Il est clair que, dans l’Eglise, nous sommes en train de vivre un vrai dépouillement : moins de vocations de prêtres ou de consacrés de tout genre, moins de laïcs actifs en voyant que ceux qui le sont ont déjà un certain âge, moins de rentrée d’argent et la crise liée à la pandémie ne va rien arranger, mais aussi moins de respectabilité en raison de tous les scandales. Evidemment, tout cela nous affecte profondément et les Foyers sont loin d’être à l’abri de cette vague de fond qui traverse l’Eglise. Face à cette crise, il y a deux manières de réagir. 

  • Soit on entre dans la nostalgie du passé, du temps où nous étions nombreux, puissants, riches et respectés. Mais nous savons bien que la nostalgie ne conduit qu’à la tristesse et au découragement. 
  • Soit nous nous disons, certes, ce n’est pas Dieu qui envoie toutes ces difficultés, mais dans ces difficultés, il nous rejoint en nous disant qu’un chemin de vie, de fécondité inouïe pour la mission peut s’ouvrir si, conscients de toutes ces pauvretés, nous acceptons enfin de compter sur lui. 

N’est-ce pas ce que voulait dire Paul dans la 2° lecture : « Si vous vivez selon la chair, vous allez mourir ; mais si, par l’Esprit, vous tuez les agissements de l’homme pécheur, vous vivrez. » Vivre selon la chair, c’est raisonner de manière mondaine comme aime le dire le pape François qui, lui, a résolument choisi de conduire l’Eglise à vivre sa pauvreté comme une grâce. Raisonner de manière mondaine, c’est-à-dire selon l’esprit du monde, c’est rêver de puissance. Paul nous prévient : Si vous vivez selon la chair, vous allez mourir ! Par contre dit Paul : si vous acceptez de renoncer à ce désir de puissance, si vous faites mourir ce péché et que vous décidez de compter enfin sur Dieu, sur la force de l’Esprit qui habite en vous, alors vous vivrez ! Merci Seigneur pour cet avertissement salutaire et cette promesse de vie, c’est vrai qu’elle exige un choix radical, un renoncement radical, mais nous savons que nous pouvons compter sur la Force de l’Esprit qui habite en nous et qui ne demande qu’à libérer sa puissance.

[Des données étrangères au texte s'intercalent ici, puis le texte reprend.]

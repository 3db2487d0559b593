//! Configuration Management
//!
//! Process-wide settings loaded from environment variables at startup.

#[cfg(feature = "http_transport")]
pub mod http;

use std::path::{Path, PathBuf};

use crate::activity::LogBackend;

#[cfg(feature = "http_transport")]
pub use http::HttpConfig;

/// Default upstream REST endpoint
pub const DEFAULT_BASE_URL: &str = "https://api.binance.us";

/// Default base directory for the symbol table and the durable activity log
pub const DEFAULT_DATA_DIR: &str = "./data";

pub const SYMBOL_MAP_FILE: &str = "symbol_map.csv";
pub const ACTIVITY_LOG_FILE: &str = "activity.log";

/// Core provider configuration
///
/// ## Environment Variables
///
/// - `BINANCE_BASE_URL`: Upstream REST base URL (default: https://api.binance.us)
/// - `BINANCE_MCP_DATA_DIR`: Directory for symbol_map.csv and activity.log (default: ./data)
/// - `BINANCE_MCP_LOG_BACKEND`: `file` or `memory` (default: chosen by transport mode)
#[derive(Debug, Clone)]
pub struct Config {
    pub base_url: String,
    pub data_dir: PathBuf,
    pub log_backend: Option<LogBackend>,
}

impl Config {
    pub fn from_env() -> Result<Self, String> {
        let base_url = std::env::var("BINANCE_BASE_URL")
            .map(|url| url.trim().trim_end_matches('/').to_string())
            .unwrap_or_else(|_| DEFAULT_BASE_URL.to_string());

        let data_dir = std::env::var("BINANCE_MCP_DATA_DIR")
            .map(PathBuf::from)
            .unwrap_or_else(|_| PathBuf::from(DEFAULT_DATA_DIR));

        let log_backend = match std::env::var("BINANCE_MCP_LOG_BACKEND") {
            Ok(value) => Some(value.parse()?),
            Err(_) => None,
        };

        Ok(Self {
            base_url,
            data_dir,
            log_backend,
        })
    }

    pub fn symbol_map_path(&self) -> PathBuf {
        self.data_dir.join(SYMBOL_MAP_FILE)
    }

    pub fn activity_log_path(&self) -> PathBuf {
        self.data_dir.join(ACTIVITY_LOG_FILE)
    }

    /// Configuration rooted at an explicit directory and upstream URL
    pub fn with_paths(base_url: impl Into<String>, data_dir: impl AsRef<Path>) -> Self {
        Self {
            base_url: base_url.into(),
            data_dir: data_dir.as_ref().to_path_buf(),
            log_backend: None,
        }
    }
}

impl Default for Config {
    fn default() -> Self {
        Self::with_paths(DEFAULT_BASE_URL, DEFAULT_DATA_DIR)
    }
}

Cet article a 4 commentaires

  1. Dominique

    Pardonnez-moi d’être tatilleux et pointillon, ce qui ne veut rien dire j’en conviens, mais à l’écoute de cette homélie m’est venu une question sur un point de détail. Expérimenté dans les arts lexicoludiques (c’est à dire du jeu de mot au sens large, comme en témoigne ce barbarisme de ma création), je ne peux m’empêcher de me demander quel(s) sens vous donnez au verbe « rejoindre » dans la phrase « ce n’est pas Dieu qui envoie toutes ces difficultés, mais dans ces difficultés, il nous rejoint ».

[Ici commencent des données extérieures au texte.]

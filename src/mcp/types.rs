//! MCP Tool and Prompt Parameter Types
//!
//! Parameter structs double as the declared input schema (via schemars) and
//! the validator: unknown fields and wrong types are rejected on deserialize.

use schemars::JsonSchema;
use serde::de::Error as _;
use serde::{Deserialize, Deserializer, Serialize};
use serde_json::Number;

fn default_window() -> String {
    "1d".to_string()
}

fn default_log_limit() -> i64 {
    50
}

/// Accept any JSON integer, saturating at the `i64` range
///
/// Integers beyond `u64` arrive from serde_json as whole floats.
fn saturating_limit<'de, D>(deserializer: D) -> Result<i64, D::Error>
where
    D: Deserializer<'de>,
{
    let number = Number::deserialize(deserializer)?;
    if let Some(n) = number.as_i64() {
        return Ok(n);
    }
    if number.as_u64().is_some() {
        return Ok(i64::MAX);
    }
    match number.as_f64() {
        Some(f) if f.is_finite() && f.fract() == 0.0 => Ok(f as i64),
        _ => Err(D::Error::custom(format!(
            "invalid value: {}, expected an integer",
            number
        ))),
    }
}

/// Common parameter for symbol-based tools
#[derive(Debug, Serialize, Deserialize, JsonSchema)]
#[serde(deny_unknown_fields)]
pub struct SymbolParam {
    /// Asset name or trading pair symbol (e.g., btc, ethereum, BTCUSDT)
    #[schemars(description = "Asset name or trading pair symbol (e.g., btc, ethereum, BTCUSDT)")]
    pub symbol: String,
}

/// Parameters for rolling-window statistics
#[derive(Debug, Serialize, Deserialize, JsonSchema)]
#[serde(deny_unknown_fields)]
pub struct RollingWindowParam {
    #[schemars(description = "Asset name or trading pair symbol (e.g., btc, ethereum, BTCUSDT)")]
    pub symbol: String,

    /// Window size: 1m-59m, 1h-23h, or 1d-7d
    #[serde(default = "default_window")]
    #[schemars(description = "Window size: minutes 1m-59m, hours 1h-23h, days 1d-7d (default: 1d)")]
    pub window: String,
}

/// Parameters for get_recent_logs
#[derive(Debug, Serialize, Deserialize, JsonSchema)]
#[serde(deny_unknown_fields)]
pub struct RecentLogsParam {
    /// Number of entries, clamped to 1-100
    #[serde(default = "default_log_limit", deserialize_with = "saturating_limit")]
    #[schemars(description = "Number of most recent entries to return (clamped to 1-100, default: 50)")]
    pub limit: i64,
}

/// Arguments for the crypto_summary prompt
#[derive(Debug, Serialize, Deserialize, JsonSchema)]
pub struct CryptoSummaryArgs {
    /// Comma-separated asset list (e.g., "btc, eth, sol")
    #[schemars(description = "Comma-separated list of crypto assets (e.g., btc, eth, sol)")]
    pub cryptos: String,
}

/// Prompts and tools that take no arguments
#[derive(Debug, Default, Serialize, Deserialize, JsonSchema)]
pub struct NoArgs {}
//! Model Context Protocol (MCP) surface for the Binance provider
//!
//! This module provides:
//! - Tools: price, 24h change, rolling-window statistics, recent activity
//! - Resources: symbol map, activity log, per-symbol price (URI template)
//! - Prompts: executive and multi-asset summaries
//!
//! All three are registered once in a [`SurfaceRegistry`] and served over
//! JSON-RPC by [`McpHandler`], independent of the transport.

pub mod handler;
pub mod prompts;
pub mod registry;
pub mod resources;
pub mod server;
pub mod tools;
pub mod types;
pub mod uri;

// Re-exports
pub use handler::McpHandler;
pub use registry::SurfaceRegistry;
pub use server::BinanceServer;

    Est-ce pour dire que dans c’est dans ces moments qu’il vient à nous?
    – Mais n’est-ce pas nous qui le rejoignons après nous êtres égarés en déplaçant constamment notre confiance en nous plutôt qu’en lui?
    Ou qu’il nous rejoint dans l’idée, c’est à dire qu’il partage cette même idée que nous redécouvrons sans cesse, qui est celle qu’on ne peut compter sur nous mais que sur lui?
    – Mais là encore, n’est-ce pas nous qui redécouvrons qu’il est le plus solide des appuis?
    Ou est-ce qu’il nous rejoins dans notre détresse émotionnelle?
    – Mais encore une fois, n’est-ce pas nous qui n’ouvrons nos coeurs à lui que lorsqu’on ressent ce besoin de consolation, après que l’appui instable que l’on avait placé en nous ne se soit écroulé encore et encore?

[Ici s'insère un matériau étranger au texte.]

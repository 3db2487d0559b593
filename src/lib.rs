// Library exports for binance-mcp

pub mod activity; // Activity log (file and ring-buffer backends)
pub mod error;
pub mod symbols; // Crypto name → trading symbol resolution

// Binance API integration modules
pub mod binance; // Binance API client
pub mod config; // Configuration management

pub mod mcp; // MCP surface registry and dispatcher
pub mod transport; // MCP transport layer (stdio, HTTP)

    À moins que ce soit tout cela à la fois (ou devrais-je dire, « à la foi »)?

    1. Père Roger Hébert

      Oui, bien sûr le verbe rejoindre suggère une démarche réciproque, on se rejoint mieux quand chacun fait une partie du chemin et ce qui est sûr, c’est que Dieu en fera toujours plus que nous et qu’il n’hésitera pas à nous rejoindre là où nous sommes, là où nous en sommes mais si ce n’est pas brillant !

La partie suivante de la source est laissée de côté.